══ EXERCISE INPUTS
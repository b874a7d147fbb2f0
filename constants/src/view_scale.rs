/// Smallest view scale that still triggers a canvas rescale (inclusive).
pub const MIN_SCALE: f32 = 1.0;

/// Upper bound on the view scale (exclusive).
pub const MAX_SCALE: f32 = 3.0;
════
» **EXERCISE OBJECTIVE**: Type the whole listing again, unaltered.

» **RESPONSE AREA**:
repository b874a7d147fbb2f0
filename constants/src/view_scale.rs
/// Smallest view scale that still triggers a canvas rescale (inclusive).
pub const MIN_SCALE: f32 = 1.0;

/// Upper bound on the view scale (exclusive).
pub const MAX_SCALE: f32 = 3.0;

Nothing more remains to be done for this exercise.